Releasing Anxiety Breath Work Practice

by Danielle Lauren


When you find yourself dwelling about the past or stressing about the future, life has a way of pressing the pause button that distracts you from living in the now. Your breath is a powerful tool that can anchor you into the here and now and only takes a few minutes to reconnect. Slow down and release your anxiety with this breath work practice.

Find a comfortable position seated in a chair and settle into your body. Allow your gaze to soften or gently close your eyes. Take notice of the sensations you feel within your body. Relax into the comfort of just being here practicing the art of living in the now. When you find your mind drifting during this practice, continue to focus back on the sensation of the breath flowing in and out of your body. Start by appreciating the now you are in at this very moment. Realize you don’t need to be anywhere else, or doing anything else, you are exactly where you need to be. You don’t have to do anything but focus on your breathing.
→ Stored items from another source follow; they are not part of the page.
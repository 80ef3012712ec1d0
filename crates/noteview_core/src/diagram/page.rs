//! Host page embedding the diagram editor.
//!
//! The page stretches the editor frame over the whole viewport and carries
//! the diagram payload as a base64 literal. When the host exposes its
//! message channel (`window.noteviewHost`) every editor message is relayed
//! to it and the host answers through `window.deliverCommand`. Without a
//! channel the page serves `init` and `save` itself so an exported page
//! still shows the diagram.

use crate::diagram::protocol::{OutboundCommand, ProtocolError};
use base64::engine::general_purpose::STANDARD;
use base64::Engine as _;

const FRAME_STYLE: &str = "position:fixed; top:0; left:0; bottom:0; right:0; width:100%; \
height:100%; border:none; margin:0; padding:0; overflow:hidden; z-index:999999;";

/// Page variant.
#[derive(Debug, Clone, Copy, PartialEq, Eq)]
pub enum PageMode {
    /// Opened from the editor: editable, with an exit button.
    Live,
    /// Plain note view: lightbox, no exit button.
    View,
}

impl PageMode {
    pub fn allows_exit(self) -> bool {
        matches!(self, Self::Live)
    }

    fn editor_query(self) -> &'static str {
        match self {
            Self::Live => "embed=1&ui=dark&spin=0&proto=json",
            Self::View => "embed=1&lightbox=1&ui=dark&spin=0&proto=json&noExitBtn=1",
        }
    }
}

/// Base64 form of `payload` as embedded in the page.
pub fn encode_payload(payload: &str) -> String {
    STANDARD.encode(payload.as_bytes())
}

/// Builds the host page for `payload`.
pub fn diagram_page(
    payload: &str,
    mode: PageMode,
    editor_url: &str,
) -> Result<String, ProtocolError> {
    let export_command = script_string(&OutboundCommand::export_xmlpng().to_json()?)?;
    let encoded = encode_payload(payload);
    let separator = if editor_url.contains('?') { '&' } else { '?' };

    let mut page = String::with_capacity(2048 + encoded.len());
    page.push_str("<!DOCTYPE html>\n<html>\n<body>\n");
    page.push_str(&format!(
        "<iframe src='{editor_url}{separator}{}' style='{FRAME_STYLE}'></iframe>\n",
        mode.editor_query()
    ));
    page.push_str("<script>\n");
    page.push_str(&format!("var xmlData = decodePayload('{encoded}');\n"));
    page.push_str(&format!("var exportCommand = {export_command};\n"));
    page.push_str(
        "function decodePayload(encoded) {\n\
         \x20 var bytes = Uint8Array.from(atob(encoded), function (c) { return c.charCodeAt(0); });\n\
         \x20 return new TextDecoder().decode(bytes);\n\
         }\n\
         var host = window.noteviewHost || null;\n\
         var frame = document.querySelector('iframe');\n\
         var editor = frame.contentWindow;\n\
         window.deliverCommand = function (json) { editor.postMessage(json, '*'); };\n\
         window.onbeforeunload = function () { frame.parentNode.removeChild(frame); };\n\
         window.addEventListener('message', function (evt) {\n\
         \x20 if (evt.source !== editor || !evt.data || evt.data.length === 0) { return; }\n\
         \x20 if (host) { host.receiveMessage(evt.data); return; }\n\
         \x20 var msg = JSON.parse(evt.data);\n\
         \x20 if (msg.event === 'init') {\n\
         \x20   editor.postMessage(JSON.stringify({action: 'load', xmlpng: xmlData}), '*');\n\
         \x20 } else if (msg.event === 'save') {\n\
         \x20   editor.postMessage(exportCommand, '*');\n\
         \x20 } else if (msg.event === 'export') {\n\
         \x20   xmlData = msg.data;\n\
         \x20 }\n\
         });\n",
    );
    page.push_str("</script>\n</body>\n</html>\n");
    Ok(page)
}

/// JSON string literal that is also safe inside a `<script>` element.
fn script_string(value: &str) -> Result<String, ProtocolError> {
    let literal = serde_json::to_string(value).map_err(ProtocolError::Encode)?;
    Ok(literal.replace("</", "<\\/"))
}

#[cfg(test)]
mod tests {
    use super::{diagram_page, encode_payload, script_string, PageMode};

    const URL: &str = "qrc:///drawio/webapp/index.html";

    #[test]
    fn view_page_is_lightbox_without_exit() {
        let page = diagram_page("<x/>", PageMode::View, URL).unwrap();
        assert!(page.contains("lightbox=1"));
        assert!(page.contains("noExitBtn=1"));
        assert!(page.contains(&format!("decodePayload('{}')", encode_payload("<x/>"))));
    }

    #[test]
    fn live_page_keeps_exit_button() {
        let page = diagram_page("<x/>", PageMode::Live, URL).unwrap();
        assert!(!page.contains("lightbox=1"));
        assert!(!page.contains("noExitBtn"));
        assert!(page.contains(&format!("{URL}?embed=1")));
    }

    #[test]
    fn editor_url_with_query_is_extended() {
        let page = diagram_page("", PageMode::Live, "https://draw/?offline=1").unwrap();
        assert!(page.contains("https://draw/?offline=1&embed=1"));
    }

    #[test]
    fn script_strings_cannot_close_the_script_element() {
        let literal = script_string("</script><b>").unwrap();
        assert!(!literal.contains("</"));
    }
}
Begin to notice the feeling in your feet. As your feet are resting on the floor, feel grounded, supported, and held by the earth. Imagine bringing fresh new energy up through the feet and into your legs, moving fresh clean energy into the body, all the way up your spine, in and out of your lungs, whirling up your body, all the way into your head. As you begin to regulate your breathing by focusing on the natural rhythm and without effort, notice if you can tune inwards.

Begin to take a conscious inhale, fully filling up your lungs through your nose, pausing as you completely expand and then slowly and deliberately exhale out of your nose. Trying to match your inhale completely to your exhale.

Begin again, breathing slowly and very deeply through your nose, pausing until you can’t sip in any more air and then exhaling out of your nose to release.

Breathe in again, this time counting for a count of 6, pausing for 1, and then exhaling for a count of 8. Again, if you find your mind wandering this breath work practice is particularly helpful because you need to focus not only on the sensation of breathing but also on the count of breathing.

Take a few more rounds in your own time breathing in for a count of 6, inhaling all the way through your nose, pausing for a count of 1, and then exhaling slowly and deeply out of your nose for a count of 8. I will watch the time and let you know when it is ready to release the counting of breathing.

Allow your mind to return to noticing the natural breath – without force or counting – just allow your body to naturally breathe in its own way.  

Take one final inhale as you fill up all the way through your nose and on your exhale sigh it all out of your mouth making an ‘ahhhh’ sound. At any point during your day if you find your mind drifting to what happened in the past or worried about the future – return to this breath work practice. Settle your mind and let your anxiety subside.